The images associated with smart cities are typically technology-driven. Over the past decades, especially private companies have been largely at the forefront of boosting smart city development and technology through their projects. Meanwhile, public organisations, municipalities, and cities have struggled with scarce resources.
Understanding the residents’ needs and improving the quality of life has been a secondary objective in the technology-centred development of smart cities. As a result, the so-called Chinese model and the Silicon Valley model have become the world’s leading smart city models.
China’s smart city solutions respond to the challenges of rapid urbanisation by, for example, facilitating traffic congestion, mobile payments, and deliveries. The aim is to not only improve the lives of the citizens but also to monitor and control them to strengthen internal security. The government collects data from its citizens, for example, through surveillance cameras and mobile phones. In this model, the smart city primarily serves the interests of the government.
The Chinese model and the Silicon Valley model have become the world’s leading smart city models.
The North American Silicon Valley model is backed by major technology companies, such as Amazon, Apple, and Google. In this model, smart city development is a way to bring competitive advantage to companies through accessing the data of city residents. Improving the living environment in growing cities is a secondary goal. The Silicon Valley model can be considered to be an example of Shoshana Zuboff’s surveillance capitalism.
Europe, on the contrary, is lagging in the global competition. In addition to the Chinese and Silicon Valley models, we need a European, people-centred smart city model.

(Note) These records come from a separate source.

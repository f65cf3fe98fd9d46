//! User entity - Marketplace accounts acting as sellers, buyers or administrators.
//!
//! Registration and credentials live outside this crate; the core only needs the
//! identity, role and soft-delete marker to resolve actors and counterparties.

use sea_orm::entity::prelude::*;
use serde::{Deserialize, Serialize};

/// User database model
#[derive(Clone, Debug, PartialEq, Eq, DeriveEntityModel, Serialize, Deserialize)]
#[sea_orm(table_name = "users")]
pub struct Model {
    /// Unique identifier for the user
    #[sea_orm(primary_key)]
    pub id: i64,
    /// Display name
    pub username: String,
    /// Contact e-mail
    pub email: String,
    /// Role string: `"buyer"`, `"seller"` or `"admin"`
    pub role: String,
    /// When the account was created
    pub created_at: DateTimeUtc,
    /// When the account was last modified
    pub updated_at: DateTimeUtc,
    /// Soft delete marker
    pub deleted_at: Option<DateTimeUtc>,
}

/// `User` is referenced by advertisements and payments but owns no relation itself
#[derive(Copy, Clone, Debug, EnumIter, DeriveRelation)]
pub enum Relation {}

impl ActiveModelBehavior for ActiveModel {}
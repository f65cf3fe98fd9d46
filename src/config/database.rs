//! Database configuration module.
//!
//! This module handles the `SQLite` connection and table creation using `SeaORM`.
//! Tables are generated from the entity definitions with `Schema::create_table_from_entity`,
//! so the schema (including the unique `advertisements.vehicle_id` and
//! `payments.idempotency_key` columns and all foreign keys) always matches the Rust structs.

use crate::entities::{Advertisement, Payment, User, Vehicle};
use crate::errors::Result;
use sea_orm::{
    ConnectOptions, ConnectionTrait, Database, DatabaseConnection, EntityTrait, Schema,
    sqlx::sqlite::SqliteJournalMode,
};
use std::time::Duration;
use tracing::{debug, info};

const DEFAULT_DATABASE_URL: &str = "sqlite://data/car_market.sqlite?mode=rwc";

/// How long a writer waits for another connection's write lock before failing.
const BUSY_TIMEOUT: Duration = Duration::from_secs(5);

/// Gets the database URL from the `DATABASE_URL` environment variable or returns the
/// default local `SQLite` path.
#[must_use]
pub fn get_database_url() -> String {
    std::env::var("DATABASE_URL").unwrap_or_else(|_| DEFAULT_DATABASE_URL.to_string())
}

/// Pool options for `database_url`.
///
/// Every connection runs in WAL mode with [`BUSY_TIMEOUT`], so a transaction that
/// opens with a write queues behind a competing writer instead of failing with
/// `SQLITE_BUSY`.
#[must_use]
pub fn connect_options(database_url: &str) -> ConnectOptions {
    let mut options = ConnectOptions::new(database_url);
    options.map_sqlx_sqlite_opts(|opts| {
        opts.journal_mode(SqliteJournalMode::Wal).busy_timeout(BUSY_TIMEOUT)
    });
    options
}

/// Establishes a connection to the database at `database_url`.
pub async fn create_connection(database_url: &str) -> Result<DatabaseConnection> {
    debug!("Connecting to database at {database_url}");
    Database::connect(connect_options(database_url))
        .await
        .map_err(Into::into)
}

/// Creates all tables if they do not exist yet.
///
/// Order matters: users first, then vehicles, advertisements and payments, so every
/// foreign key points at an existing table.
pub async fn create_tables(db: &DatabaseConnection) -> Result<()> {
    let schema = Schema::new(db.get_database_backend());

    create_table(db, &schema, User).await?;
    create_table(db, &schema, Vehicle).await?;
    create_table(db, &schema, Advertisement).await?;
    create_table(db, &schema, Payment).await?;

    info!("Database tables ensured");
    Ok(())
}

async fn create_table<E: EntityTrait>(
    db: &DatabaseConnection,
    schema: &Schema,
    entity: E,
) -> Result<()> {
    let builder = db.get_database_backend();
    let mut statement = schema.create_table_from_entity(entity);
    statement.if_not_exists();
    db.execute(builder.build(&statement)).await?;
    Ok(())
}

Nordic cities are a great starting point for creating a European smart city model. The strengths of Nordic societies have traditionally been high-quality public services and their extensive register data, strong trust in public organisations, transparency in decision-making, active citizenship, and respect for privacy.
Municipalities and cities also have broad authority in the Nordic countries compared to the rest of the world. They are an essential part of people’s lives because of providing a major part of vital public services, having extensive data registers and the ability to influence the principles of data ownership and data rights.
The Nordic cities now have the opportunity to create the core of a European, globally attractive, and fair smart city model that does not focus on the interests of global behemoths or political aspirations.
Smart cities must be visible in people’s lives in a way that is understandable and meaningful, so that people benefit directly from its solutions and the use of their data. The Nordic cities must bring the citizens to the heart of European smart city thinking.
Maria Malho works as a consultant for the Nordic think tank Demos Helsinki. Demos Helsinki is working with the four largest cities in Finland to develop the Nordic Smart City Model. The column has been published in Tutkain Magazine (4/2019).